Try it: Below are records; write all of them out exactly.

◇ ◇ ◇ ◇ ◇

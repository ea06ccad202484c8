//! Board and bitboard unit tests

use super::{Bitboard, Board, Piece, Pos, BOARD_SIZE};

#[test]
fn fresh_board_has_exactly_four_center_discs() {
    let board = Board::new();

    assert_eq!(board.get(Pos::new(3, 3)), Piece::White);
    assert_eq!(board.get(Pos::new(3, 4)), Piece::Black);
    assert_eq!(board.get(Pos::new(4, 3)), Piece::Black);
    assert_eq!(board.get(Pos::new(4, 4)), Piece::White);

    let mut occupied = 0;
    for r in 0..BOARD_SIZE as u8 {
        for c in 0..BOARD_SIZE as u8 {
            if board.get(Pos::new(r, c)) != Piece::Empty {
                occupied += 1;
            }
        }
    }
    assert_eq!(occupied, 4);
    assert_eq!(board.count_pieces(), (2, 2));
}

#[test]
fn place_and_get() {
    let mut board = Board::empty();
    board.place(Pos::new(0, 0), Piece::Black);
    board.place(Pos::new(7, 7), Piece::White);

    assert_eq!(board.get(Pos::new(0, 0)), Piece::Black);
    assert_eq!(board.get(Pos::new(7, 7)), Piece::White);
    assert_eq!(board.get(Pos::new(4, 4)), Piece::Empty);
    assert_eq!(board.disc_count(), 2);
}

#[test]
fn flip_to_swaps_owner_without_changing_count() {
    let mut board = Board::empty();
    board.place(Pos::new(2, 5), Piece::White);
    assert_eq!(board.count_pieces(), (0, 1));

    board.flip_to(Pos::new(2, 5), Piece::Black);
    assert_eq!(board.get(Pos::new(2, 5)), Piece::Black);
    assert_eq!(board.count_pieces(), (1, 0));
}

#[test]
fn pos_index_round_trip() {
    for idx in 0..super::TOTAL_CELLS {
        let pos = Pos::from_index(idx);
        assert_eq!(pos.to_index(), idx);
    }
}

#[test]
fn pos_is_valid_rejects_out_of_range() {
    assert!(Pos::is_valid(0, 0));
    assert!(Pos::is_valid(7, 7));
    assert!(!Pos::is_valid(-1, 0));
    assert!(!Pos::is_valid(0, -1));
    assert!(!Pos::is_valid(8, 3));
    assert!(!Pos::is_valid(3, 8));
}

#[test]
fn bitboard_set_clear_count() {
    let mut bb = Bitboard::new();
    assert!(bb.is_empty());

    bb.set(Pos::new(1, 2));
    bb.set(Pos::new(6, 0));
    assert_eq!(bb.count(), 2);
    assert!(bb.get(Pos::new(1, 2)));

    bb.clear(Pos::new(1, 2));
    assert!(!bb.get(Pos::new(1, 2)));
    assert_eq!(bb.count(), 1);
}

#[test]
fn bitboard_iter_is_row_major() {
    let mut bb = Bitboard::new();
    bb.set(Pos::new(5, 1));
    bb.set(Pos::new(0, 3));
    bb.set(Pos::new(5, 0));

    let positions: Vec<Pos> = bb.iter_ones().collect();
    assert_eq!(
        positions,
        vec![Pos::new(0, 3), Pos::new(5, 0), Pos::new(5, 1)]
    );
}

#[test]
fn opponent_is_involutive() {
    assert_eq!(Piece::Black.opponent(), Piece::White);
    assert_eq!(Piece::White.opponent(), Piece::Black);
    assert_eq!(Piece::Empty.opponent(), Piece::Empty);
}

◇ ◇ ◇ ◇ ◇

Exercise answer:
repository ea06ccad202484c8
//! Board and bitboard unit tests

use super::{Bitboard, Board, Piece, Pos, BOARD_SIZE};

#[test]
fn fresh_board_has_exactly_four_center_discs() {
    let board = Board::new();

    assert_eq!(board.get(Pos::new(3, 3)), Piece::White);
    assert_eq!(board.get(Pos::new(3, 4)), Piece::Black);
    assert_eq!(board.get(Pos::new(4, 3)), Piece::Black);
    assert_eq!(board.get(Pos::new(4, 4)), Piece::White);

    let mut occupied = 0;
    for r in 0..BOARD_SIZE as u8 {
        for c in 0..BOARD_SIZE as u8 {
            if board.get(Pos::new(r, c)) != Piece::Empty {
                occupied += 1;
            }
        }
    }
    assert_eq!(occupied, 4);
    assert_eq!(board.count_pieces(), (2, 2));
}

#[test]
fn place_and_get() {
    let mut board = Board::empty();
    board.place(Pos::new(0, 0), Piece::Black);
    board.place(Pos::new(7, 7), Piece::White);

    assert_eq!(board.get(Pos::new(0, 0)), Piece::Black);
    assert_eq!(board.get(Pos::new(7, 7)), Piece::White);
    assert_eq!(board.get(Pos::new(4, 4)), Piece::Empty);
    assert_eq!(board.disc_count(), 2);
}

#[test]
fn flip_to_swaps_owner_without_changing_count() {
    let mut board = Board::empty();
    board.place(Pos::new(2, 5), Piece::White);
    assert_eq!(board.count_pieces(), (0, 1));

    board.flip_to(Pos::new(2, 5), Piece::Black);
    assert_eq!(board.get(Pos::new(2, 5)), Piece::Black);
    assert_eq!(board.count_pieces(), (1, 0));
}

#[test]
fn pos_index_round_trip() {
    for idx in 0..super::TOTAL_CELLS {
        let pos = Pos::from_index(idx);
        assert_eq!(pos.to_index(), idx);
    }
}

#[test]
fn pos_is_valid_rejects_out_of_range() {
    assert!(Pos::is_valid(0, 0));
    assert!(Pos::is_valid(7, 7));
    assert!(!Pos::is_valid(-1, 0));
    assert!(!Pos::is_valid(0, -1));
    assert!(!Pos::is_valid(8, 3));
    assert!(!Pos::is_valid(3, 8));
}

#[test]
fn bitboard_set_clear_count() {
    let mut bb = Bitboard::new();
    assert!(bb.is_empty());

    bb.set(Pos::new(1, 2));
    bb.set(Pos::new(6, 0));
    assert_eq!(bb.count(), 2);
    assert!(bb.get(Pos::new(1, 2)));

    bb.clear(Pos::new(1, 2));
    assert!(!bb.get(Pos::new(1, 2)));
    assert_eq!(bb.count(), 1);
}

#[test]
fn bitboard_iter_is_row_major() {
    let mut bb = Bitboard::new();
    bb.set(Pos::new(5, 1));
    bb.set(Pos::new(0, 3));
    bb.set(Pos::new(5, 0));

    let positions: Vec<Pos> = bb.iter_ones().collect();
    assert_eq!(
        positions,
        vec![Pos::new(0, 3), Pos::new(5, 0), Pos::new(5, 1)]
    );
}

#[test]
fn opponent_is_involutive() {
    assert_eq!(Piece::Black.opponent(), Piece::White);
    assert_eq!(Piece::White.opponent(), Piece::Black);
    assert_eq!(Piece::Empty.opponent(), Piece::Empty);
}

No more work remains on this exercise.